YOUR GOAL -> Using the records below, quote only the span that opens with the line containing "use async_trait::async_trait;" and closes with the line containing "String, reason: String", exactly and inclusively.

***** SOURCE MATERIAL *****

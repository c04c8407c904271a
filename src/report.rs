//! End-of-run summary.

use chrono::{DateTime, Local};
use serde::Serialize;
use std::fmt;
use std::path::PathBuf;

use crate::aggregator::SourceCount;
use crate::config::BackendKind;
use crate::utils::format_count_with_separator;

/// Report output format
#[derive(Debug, Clone, Copy, PartialEq, Eq, Default)]
pub enum ReportFormat {
    #[default]
    Text,
    Json,
}

impl std::str::FromStr for ReportFormat {
    type Err = String;

    fn from_str(s: &str) -> Result<Self, Self::Err> {
        match s.to_lowercase().as_str() {
            "text" | "txt" => Ok(ReportFormat::Text),
            "json" => Ok(ReportFormat::Json),
            _ => Err(format!("Unknown format: {}. Use text or json", s)),
        }
    }
}

/// One generated (or, in a dry run, would-be) output file
#[derive(Debug, Clone, Serialize)]
pub struct OutputReport {
    pub backend: BackendKind,
    pub path: PathBuf,
    pub unique_lines: usize,
    #[serde(skip)]
    pub install_hint: String,
}

/// Outcome of one generation pass
#[derive(Debug, Clone, Serialize)]
pub struct GenerationReport {
    pub generated_at: DateTime<Local>,
    pub dry_run: bool,
    pub blacklist_domains: usize,
    pub whitelist_domains: usize,
    pub retained_domains: usize,
    pub blacklist_sources: Vec<SourceCount>,
    pub whitelist_sources: Vec<SourceCount>,
    pub outputs: Vec<OutputReport>,
    /// Names of sources that could not be fetched
    pub failures: Vec<String>,
}

impl GenerationReport {
    pub fn render(&self, format: ReportFormat) -> serde_json::Result<String> {
        match format {
            ReportFormat::Text => Ok(self.to_string()),
            ReportFormat::Json => serde_json::to_string_pretty(self),
        }
    }
}

/// Text summary, in the wording the generated files are announced with
impl fmt::Display for GenerationReport {
    fn fmt(&self, f: &mut fmt::Formatter<'_>) -> fmt::Result {
        writeln!(
            f,
            "{} domains blacklisted, {} whitelisted, {} retained",
            format_count_with_separator(self.blacklist_domains),
            format_count_with_separator(self.whitelist_domains),
            format_count_with_separator(self.retained_domains)
        )?;

        for output in &self.outputs {
            writeln!(f, "----------------------------------------")?;
            if self.dry_run {
                writeln!(
                    f,
                    "[dry-run] {} unique domains would be written to {}",
                    output.unique_lines,
                    output.path.display()
                )?;
                continue;
            }
            writeln!(
                f,
                "Added {} unique domains to the sinkhole file {}",
                output.unique_lines,
                output.path.display()
            )?;
            writeln!(
                f,
                "DNS sinkhole file {} generated successfully.",
                output.path.display()
            )?;
            writeln!(f, "{}", output.install_hint)?;
        }

        if !self.failures.is_empty() {
            writeln!(f)?;
            writeln!(f, "Warning: could not get data for the following lists:")?;
            writeln!(f)?;
            for name in &self.failures {
                writeln!(f, "\t{}", name)?;
            }
        }

        Ok(())
    }
}
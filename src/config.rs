//! Configuration management for sinkhole.

use anyhow::{Context, Result};
use serde::{Deserialize, Serialize};
use std::collections::HashSet;
use std::path::{Path, PathBuf};
use tracing::info;

use crate::error::SinkholeError;
use crate::fetcher::SourceLocation;

/// Default fetch timeout per source, in seconds
pub const DEFAULT_TIMEOUT_SECS: u64 = 60;

/// User agent sent with every remote request. Some list hosts refuse
/// obviously scripted clients, so a browser string is used.
pub const DEFAULT_USER_AGENT: &str =
    "Mozilla/5.0 (Windows NT 6.1; Win64; x64; rv:62.0) Gecko/20100101 Firefox/62.0";

/// Main configuration structure
#[derive(Debug, Clone, Serialize, Deserialize)]
#[serde(default)]
pub struct Config {
    /// Directory receiving the generated sinkhole files
    pub output_dir: PathBuf,

    /// Per-source fetch timeout in seconds
    pub timeout_secs: u64,

    /// User-Agent header for remote sources
    pub user_agent: String,

    /// Backends to generate files for
    pub backends: Vec<BackendKind>,

    /// How multiple whitelist sources are combined
    pub whitelist_merge: MergePolicy,

    /// Blocklist sources
    pub blacklists: Vec<SourceDescriptor>,

    /// Domains never to sinkhole
    pub whitelists: Vec<SourceDescriptor>,
}

impl Default for Config {
    fn default() -> Self {
        Self {
            output_dir: PathBuf::from("/tmp"),
            timeout_secs: DEFAULT_TIMEOUT_SECS,
            user_agent: DEFAULT_USER_AGENT.to_string(),
            backends: BackendKind::ALL.to_vec(),
            whitelist_merge: MergePolicy::Accumulate,
            blacklists: default_blacklists(),
            whitelists: default_whitelists(),
        }
    }
}

impl Config {
    /// Load configuration from YAML file
    pub fn load<P: AsRef<Path>>(path: P) -> Result<Self> {
        let content = std::fs::read_to_string(path.as_ref())
            .with_context(|| format!("Failed to read config file: {:?}", path.as_ref()))?;
        let config: Config = serde_yaml::from_str(&content)
            .with_context(|| format!("Failed to parse config file: {:?}", path.as_ref()))?;

        config.validate()?;

        Ok(config)
    }

    /// Load the configuration file, or fall back to built-in defaults when
    /// it does not exist.
    pub fn load_or_default<P: AsRef<Path>>(path: P) -> Result<Self> {
        let path = path.as_ref();
        if path.exists() {
            Self::load(path)
        } else {
            info!("No config at {:?}, using built-in defaults", path);
            Ok(Self::default())
        }
    }

    /// Validate configuration values
    pub fn validate(&self) -> Result<()> {
        if self.timeout_secs == 0 {
            return Err(invalid("timeout_secs must be greater than zero".to_string()));
        }

        if self.user_agent.is_empty() || self.user_agent.chars().any(char::is_control) {
            return Err(invalid(
                "user_agent must be non-empty and free of control characters".to_string(),
            ));
        }

        if self.backends.is_empty() {
            return Err(invalid("at least one backend must be configured".to_string()));
        }

        let mut seen = HashSet::new();
        for backend in &self.backends {
            if !seen.insert(backend) {
                return Err(invalid(format!("backend '{}' is listed twice", backend)));
            }
        }

        for (category, sources) in [("blacklist", &self.blacklists), ("whitelist", &self.whitelists)] {
            for source in sources {
                if source.name.trim().is_empty() {
                    return Err(invalid(format!(
                        "{} source with URL '{}' has no name",
                        category, source.url
                    )));
                }
                SourceLocation::parse(&source.url).map_err(|e| {
                    invalid(format!("{} '{}': {}", category, source.name, e))
                })?;
            }
        }

        Ok(())
    }

    /// Save configuration to YAML file atomically
    ///
    /// Uses tempfile + rename so a crash never leaves a truncated config.
    pub fn save<P: AsRef<Path>>(&self, path: P) -> Result<()> {
        use std::io::Write;
        use tempfile::NamedTempFile;

        let path = path.as_ref();
        let content = serde_yaml::to_string(self).context("Failed to serialize config")?;

        let parent_dir = match path.parent() {
            Some(dir) if !dir.as_os_str().is_empty() => dir,
            _ => Path::new("."),
        };
        std::fs::create_dir_all(parent_dir)
            .with_context(|| format!("Failed to create config directory {:?}", parent_dir))?;

        let mut temp_file = NamedTempFile::new_in(parent_dir)
            .context("Failed to create temporary file for config")?;
        temp_file.write_all(content.as_bytes())?;
        temp_file.as_file().sync_all()?;

        temp_file
            .persist(path)
            .with_context(|| format!("Failed to persist config file: {:?}", path))?;

        Ok(())
    }

    /// Enabled blacklist sources, in configured order
    pub fn enabled_blacklists(&self) -> Vec<&SourceDescriptor> {
        self.blacklists.iter().filter(|s| s.enabled).collect()
    }

    /// Enabled whitelist sources, in configured order
    pub fn enabled_whitelists(&self) -> Vec<&SourceDescriptor> {
        self.whitelists.iter().filter(|s| s.enabled).collect()
    }
}

fn invalid(message: String) -> anyhow::Error {
    SinkholeError::Config(message).into()
}

/// Output target
#[derive(
    Debug, Clone, Copy, PartialEq, Eq, Hash, PartialOrd, Ord, Serialize, Deserialize, clap::ValueEnum,
)]
#[serde(rename_all = "lowercase")]
pub enum BackendKind {
    /// pdnsd `neg`/`rr` records
    Pdnsd,
    /// dnscrypt-proxy cloaking rules
    Dnscrypt,
    /// unbound `local-zone` statements
    Unbound,
}

impl BackendKind {
    pub const ALL: [BackendKind; 3] = [Self::Pdnsd, Self::Dnscrypt, Self::Unbound];

    pub fn as_str(&self) -> &'static str {
        match self {
            Self::Pdnsd => "pdnsd",
            Self::Dnscrypt => "dnscrypt",
            Self::Unbound => "unbound",
        }
    }
}

impl std::fmt::Display for BackendKind {
    fn fmt(&self, f: &mut std::fmt::Formatter<'_>) -> std::fmt::Result {
        f.write_str(self.as_str())
    }
}

/// Combination of several sources within one category
#[derive(Debug, Clone, Copy, Default, Serialize, Deserialize, PartialEq, Eq)]
#[serde(rename_all = "snake_case")]
pub enum MergePolicy {
    /// Union of every successfully fetched source
    #[default]
    Accumulate,
    /// Only the last successfully fetched source counts
    LastWins,
}

/// A named list origin
#[derive(Debug, Clone, Serialize, Deserialize, PartialEq, Eq)]
pub struct SourceDescriptor {
    pub name: String,
    /// `https://`, `http://`, `file://` URL or a plain local path
    pub url: String,
    #[serde(default = "enabled_by_default")]
    pub enabled: bool,
}

impl SourceDescriptor {
    pub fn new(name: impl Into<String>, url: impl Into<String>) -> Self {
        Self {
            name: name.into(),
            url: url.into(),
            enabled: true,
        }
    }
}

fn enabled_by_default() -> bool {
    true
}

fn default_blacklists() -> Vec<SourceDescriptor> {
    vec![
        SourceDescriptor::new("My custom blocklist", "lists/blacklist.txt"),
        SourceDescriptor::new(
            "StevenBlack blocklist",
            "https://raw.githubusercontent.com/StevenBlack/hosts/master/hosts",
        ),
        SourceDescriptor::new(
            "YouTube ads (kboghdady)",
            "https://raw.githubusercontent.com/kboghdady/youTube_ads_4_pi-hole/master/black.list",
        ),
        SourceDescriptor::new(
            "Ads and tracking extended (lightswitch05)",
            "https://raw.githubusercontent.com/lightswitch05/hosts/master/docs/lists/ads-and-tracking-extended.txt",
        ),
        SourceDescriptor {
            enabled: false,
            ..SourceDescriptor::new(
                "Facebook (lightswitch05)",
                "https://raw.githubusercontent.com/lightswitch05/hosts/master/docs/lists/facebook-extended.txt",
            )
        },
        SourceDescriptor {
            enabled: false,
            ..SourceDescriptor::new(
                "Tracking aggressive (lightswitch05)",
                "https://raw.githubusercontent.com/lightswitch05/hosts/master/docs/lists/tracking-aggressive-extended.txt",
            )
        },
    ]
}

fn default_whitelists() -> Vec<SourceDescriptor> {
    vec![SourceDescriptor::new(
        "My custom whitelist",
        "lists/whitelist.txt",
    )]
}
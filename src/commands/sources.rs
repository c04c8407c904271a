//! Sources command implementation.

use anyhow::{Context, Result};
use std::path::Path;

use crate::config::{Config, SourceDescriptor};

/// Run the sources command
pub fn run(config_path: &Path) -> Result<()> {
    let config = Config::load_or_default(config_path)
        .with_context(|| format!("Failed to load config from {:?}", config_path))?;

    print_section("Blacklists", &config.blacklists);
    println!();
    print_section("Whitelists", &config.whitelists);

    Ok(())
}

fn print_section(title: &str, sources: &[SourceDescriptor]) {
    let enabled = sources.iter().filter(|s| s.enabled).count();
    println!("{} ({}/{} enabled):", title, enabled, sources.len());
    for source in sources {
        println!("{}", line(source));
    }
}

fn line(source: &SourceDescriptor) -> String {
    let mark = if source.enabled { "[x]" } else { "[ ]" };
    format!("  {} {:<40} {}", mark, source.name, source.url)
}
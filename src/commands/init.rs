//! Init command implementation.

use anyhow::{bail, Result};
use std::path::Path;
use tracing::info;

use crate::config::Config;

/// Run the init command
pub fn run(force: bool, config_path: &Path) -> Result<()> {
    if config_path.exists() && !force {
        bail!(
            "Config file {:?} already exists (use --force to overwrite)",
            config_path
        );
    }

    Config::default().save(config_path)?;
    info!("Wrote default configuration to {:?}", config_path);

    Ok(())
}
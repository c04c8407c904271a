//! Source retrieval for blocklists and whitelists.
//!
//! A source URL is either remote (`http://`, `https://`) or local (`file://`
//! or a plain filesystem path). Every retrieval is bounded by the configured
//! timeout and yields the document text or a typed [`FetchError`].

use anyhow::{Context, Result};
use async_trait::async_trait;
use reqwest::{Client, Url};
use std::path::{Path, PathBuf};
use std::time::Duration;
use thiserror::Error;
use tracing::debug;

#[cfg(test)]
use mockall::automock;

use crate::config::{Config, SourceDescriptor};

/// Maximum accepted document size (64 MB). The StevenBlack hosts file,
/// the largest default source, is a few MB.
const MAX_SOURCE_SIZE: usize = 64 * 1024 * 1024;

/// Error retrieving one source. Never fatal for the run as a whole.
#[derive(Debug, Error)]
pub enum FetchError {
    #[error("invalid source URL '{url}': {reason}")]
    InvalidUrl { url: String, reason: String },

    #[error("unsupported URL scheme '{scheme}' in '{url}'")]
    UnsupportedScheme { url: String, scheme: String },

    #[error("HTTP {status} from {url}")]
    HttpStatus { url: String, status: u16 },

    #[error("timed out after {secs}s fetching {url}")]
    Timeout { url: String, secs: u64 },

    #[error("network error fetching {url}: {source}")]
    Network {
        url: String,
        #[source]
        source: reqwest::Error,
    },

    #[error("cannot read {path:?}: {source}")]
    Io {
        path: PathBuf,
        #[source]
        source: std::io::Error,
    },

    #[error("{url} exceeds the {limit} byte limit")]
    TooLarge { url: String, limit: usize },

    #[error("{url} is not valid UTF-8")]
    NotUtf8 { url: String },
}

/// Where a source lives
#[derive(Debug, Clone, PartialEq, Eq)]
pub enum SourceLocation {
    Local(PathBuf),
    Remote(Url),
}

impl SourceLocation {
    /// Parse a source URL. Strings without a scheme are local paths.
    pub fn parse(url: &str) -> Result<Self, FetchError> {
        if url.trim().is_empty() {
            return Err(FetchError::InvalidUrl {
                url: url.to_string(),
                reason: "empty".to_string(),
            });
        }

        if !url.contains("://") {
            return Ok(Self::Local(PathBuf::from(url)));
        }

        let parsed = Url::parse(url).map_err(|e| FetchError::InvalidUrl {
            url: url.to_string(),
            reason: e.to_string(),
        })?;

        match parsed.scheme() {
            "http" | "https" => Ok(Self::Remote(parsed)),
            "file" => parsed
                .to_file_path()
                .map(Self::Local)
                .map_err(|_| FetchError::InvalidUrl {
                    url: url.to_string(),
                    reason: "not a local file path".to_string(),
                }),
            scheme => Err(FetchError::UnsupportedScheme {
                url: url.to_string(),
                scheme: scheme.to_string(),
            }),
        }
    }
}

/// Retrieval of source documents
#[cfg_attr(test, automock)]
#[async_trait]
pub trait SourceFetcher: Send + Sync {
    /// Fetch the full text of a source
    async fn fetch(&self, source: &SourceDescriptor) -> Result<String, FetchError>;
}

/// HTTP and filesystem fetcher
pub struct Fetcher {
    client: Client,
    timeout: Duration,
}

impl Fetcher {
    /// Create a fetcher with an explicit timeout and user agent
    pub fn new(timeout: Duration, user_agent: &str) -> Result<Self> {
        let client = Client::builder()
            .timeout(timeout)
            .user_agent(user_agent)
            .build()
            .context("Failed to create HTTP client")?;
        Ok(Self { client, timeout })
    }

    /// Create a fetcher from the configured timeout and user agent
    pub fn from_config(config: &Config) -> Result<Self> {
        Self::new(Duration::from_secs(config.timeout_secs), &config.user_agent)
    }

    async fn fetch_remote(&self, url: &Url) -> Result<String, FetchError> {
        let response = self
            .client
            .get(url.clone())
            .send()
            .await
            .map_err(|e| self.request_error(url, e))?;

        let status = response.status();
        if !status.is_success() {
            return Err(FetchError::HttpStatus {
                url: url.to_string(),
                status: status.as_u16(),
            });
        }

        if let Some(length) = response.content_length() {
            if length as usize > MAX_SOURCE_SIZE {
                return Err(FetchError::TooLarge {
                    url: url.to_string(),
                    limit: MAX_SOURCE_SIZE,
                });
            }
        }

        let body = response
            .bytes()
            .await
            .map_err(|e| self.request_error(url, e))?;

        decode(url.as_str(), body.to_vec())
    }

    async fn fetch_local(&self, path: &Path) -> Result<String, FetchError> {
        let read = tokio::time::timeout(self.timeout, tokio::fs::read(path))
            .await
            .map_err(|_| FetchError::Timeout {
                url: path.display().to_string(),
                secs: self.timeout.as_secs(),
            })?;

        let bytes = read.map_err(|source| FetchError::Io {
            path: path.to_path_buf(),
            source,
        })?;

        decode(&path.display().to_string(), bytes)
    }

    fn request_error(&self, url: &Url, source: reqwest::Error) -> FetchError {
        if source.is_timeout() {
            FetchError::Timeout {
                url: url.to_string(),
                secs: self.timeout.as_secs(),
            }
        } else {
            FetchError::Network {
                url: url.to_string(),
                source,
            }
        }
    }
}

#[async_trait]
impl SourceFetcher for Fetcher {
    async fn fetch(&self, source: &SourceDescriptor) -> Result<String, FetchError> {
        match SourceLocation::parse(&source.url)? {
            SourceLocation::Remote(url) => {
                debug!("GET {}", url);
                self.fetch_remote(&url).await
            }
            SourceLocation::Local(path) => {
                debug!("Reading {:?}", path);
                self.fetch_local(&path).await
            }
        }
    }
}

fn decode(url: &str, bytes: Vec<u8>) -> Result<String, FetchError> {
    if bytes.len() > MAX_SOURCE_SIZE {
        return Err(FetchError::TooLarge {
            url: url.to_string(),
            limit: MAX_SOURCE_SIZE,
        });
    }
    String::from_utf8(bytes).map_err(|_| FetchError::NotUtf8 {
        url: url.to_string(),
    })
}
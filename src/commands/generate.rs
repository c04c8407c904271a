//! Generate command implementation.

use anyhow::{Context, Result};
use std::path::{Path, PathBuf};
use tracing::{info, warn};

use crate::config::{BackendKind, Config};
use crate::fetcher::Fetcher;
use crate::lock::LockGuard;
use crate::pipeline::{generate, GenerateOptions};
use crate::report::ReportFormat;
use crate::signal::cancellable;

/// Run the generate command
pub async fn run(
    backends: Vec<BackendKind>,
    output_dir: Option<PathBuf>,
    format: ReportFormat,
    dry_run: bool,
    config_path: &Path,
) -> Result<()> {
    let config = Config::load_or_default(config_path)
        .with_context(|| format!("Failed to load config from {:?}", config_path))?;

    let options = options(&config, backends, output_dir, dry_run);

    // A dry run never touches the output directory, so it needs no lock
    let _lock = if options.dry_run {
        None
    } else {
        Some(LockGuard::acquire(&options.output_dir)?)
    };

    if config.enabled_blacklists().is_empty() {
        warn!("No blacklists enabled. Check your configuration.");
    }

    info!("Generating DNS sinkhole lists...");
    let fetcher = Fetcher::from_config(&config)?;
    let work = generate(&config, &fetcher, &options);
    let report = cancellable(work, &options.shutdown).await??;

    println!(
        "{}",
        report
            .render(format)
            .context("Failed to render generation report")?
    );

    Ok(())
}

fn options(
    config: &Config,
    backends: Vec<BackendKind>,
    output_dir: Option<PathBuf>,
    dry_run: bool,
) -> GenerateOptions {
    let mut options = GenerateOptions::from_config(config);
    if !backends.is_empty() {
        let mut backends = backends;
        backends.sort();
        backends.dedup();
        options.backends = backends;
    }
    if let Some(dir) = output_dir {
        options.output_dir = dir;
    }
    options.dry_run = dry_run;
    options
}
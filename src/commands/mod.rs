//! CLI command implementations.

pub mod classify;
pub mod generate;
pub mod init;
pub mod sources;
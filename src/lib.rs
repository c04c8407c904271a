//! # sinkhole - DNS sinkhole list generator
//!
//! Downloads public domain blacklists and whitelists, normalizes their
//! entries and writes one blocking file per supported resolver:
//!
//! - **pdnsd** - `pdnsd.sinkhole`, `neg`/`rr` records
//! - **dnscrypt-proxy** - `dnscrypt.cloaking.txt`, cloaking rules
//! - **unbound** - `blacklist.conf`, `local-zone` refusals
//!
//! ## Architecture
//!
//! ```text
//! ┌─────────────────────────────────────────────────────────────┐
//! │  CLI (clap)                                                 │
//! │    └── Commands: generate, classify, sources, init          │
//! ├─────────────────────────────────────────────────────────────┤
//! │  Config (serde_yaml)                                        │
//! │    └── Sources, backends, output directory, merge policy    │
//! ├─────────────────────────────────────────────────────────────┤
//! │  Fetcher (reqwest + rustls, local files)                    │
//! ├─────────────────────────────────────────────────────────────┤
//! │  Classifier + Aggregator                                    │
//! │    └── Line rules, domain sets, whitelist subtraction       │
//! ├─────────────────────────────────────────────────────────────┤
//! │  Backends (pdnsd, dnscrypt, unbound) ─► SinkholeWriter      │
//! │    └── Dedup, staged temp file, atomic rename               │
//! └─────────────────────────────────────────────────────────────┘
//! ```
//!
//! ## Example Usage
//!
//! ```no_run
//! use sinkhole::config::Config;
//! use sinkhole::fetcher::Fetcher;
//! use sinkhole::pipeline::{generate, GenerateOptions};
//! use sinkhole::report::ReportFormat;
//!
//! #[tokio::main]
//! async fn main() -> anyhow::Result<()> {
//!     let config = Config::load("/etc/sinkhole/config.yaml")?;
//!     let fetcher = Fetcher::from_config(&config)?;
//!
//!     let report = generate(&config, &fetcher, &GenerateOptions::from_config(&config)).await?;
//!     println!("{}", report.render(ReportFormat::Text)?);
//!
//!     Ok(())
//! }
//! ```
//!
//! ## Modules
//!
//! - [`aggregator`] - Per-category domain sets and whitelist subtraction
//! - [`backend`] - Output templates per resolver
//! - [`classifier`] - Line rejection rules and normalization
//! - [`cli`] - Command-line interface definitions
//! - [`commands`] - CLI command implementations
//! - [`config`] - Configuration parsing and validation
//! - [`fetcher`] - HTTP and local file retrieval of sources
//! - [`lock`] - Output directory locking
//! - [`pipeline`] - The generation pass
//! - [`report`] - Run summary (text, JSON)
//! - [`signal`] - SIGINT/SIGTERM cancellation
//! - [`writer`] - Deduplicating atomic file writer

pub mod aggregator;
pub mod backend;
pub mod classifier;
pub mod cli;
pub mod commands;
pub mod config;
pub mod error;
pub mod fetcher;
pub mod lock;
pub mod pipeline;
pub mod report;
pub mod signal;
pub mod utils;
pub mod writer;

pub use cli::{Cli, Commands};
pub use config::Config;
pub use error::SinkholeError;
//! Output directory locking.
//!
//! Two generation passes writing the same directory would race on the
//! final rename, so each pass holds an advisory exclusive lock on a file in
//! the output directory for its whole duration.
//!
//! The lock file `.sinkhole.lock` is left in the output directory after the
//! run; only the lock on it is released. Unlinking it while held would let a
//! later instance lock a new file at the same path alongside a current one.

use fs2::FileExt;
use std::fs::{File, OpenOptions};
use std::path::{Path, PathBuf};

use crate::error::SinkholeError;

const LOCK_FILE: &str = ".sinkhole.lock";

/// Holds the output directory lock until dropped.
pub struct LockGuard {
    _file: File,
    path: PathBuf,
}

impl LockGuard {
    /// Take the lock for `dir`, failing immediately if another instance
    /// holds it. The directory is created if needed.
    pub fn acquire(dir: &Path) -> Result<Self, SinkholeError> {
        std::fs::create_dir_all(dir).map_err(|e| SinkholeError::fs(dir, e))?;

        let path = dir.join(LOCK_FILE);
        // No truncate: the file may be held by another instance
        let file = OpenOptions::new()
            .read(true)
            .write(true)
            .create(true)
            .truncate(false)
            .open(&path)
            .map_err(|e| SinkholeError::fs(&path, e))?;

        file.try_lock_exclusive()
            .map_err(|_| SinkholeError::Locked(dir.to_path_buf()))?;

        Ok(Self { _file: file, path })
    }

    pub fn path(&self) -> &Path {
        &self.path
    }
}

// The lock is released when the file is closed on drop; the file stays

*****

RESPONSE TO THE EXERCISE ->
use async_trait::async_trait;
use reqwest::{Client, Url};
use std::path::{Path, PathBuf};
use std::time::Duration;
use thiserror::Error;
use tracing::debug;

#[cfg(test)]
use mockall::automock;

use crate::config::{Config, SourceDescriptor};

/// Maximum accepted document size (64 MB). The StevenBlack hosts file,
/// the largest default source, is a few MB.
const MAX_SOURCE_SIZE: usize = 64 * 1024 * 1024;

/// Error retrieving one source. Never fatal for the run as a whole.
#[derive(Debug, Error)]
pub enum FetchError {
    #[error("invalid source URL '{url}': {reason}")]
    InvalidUrl { url: String, reason: String },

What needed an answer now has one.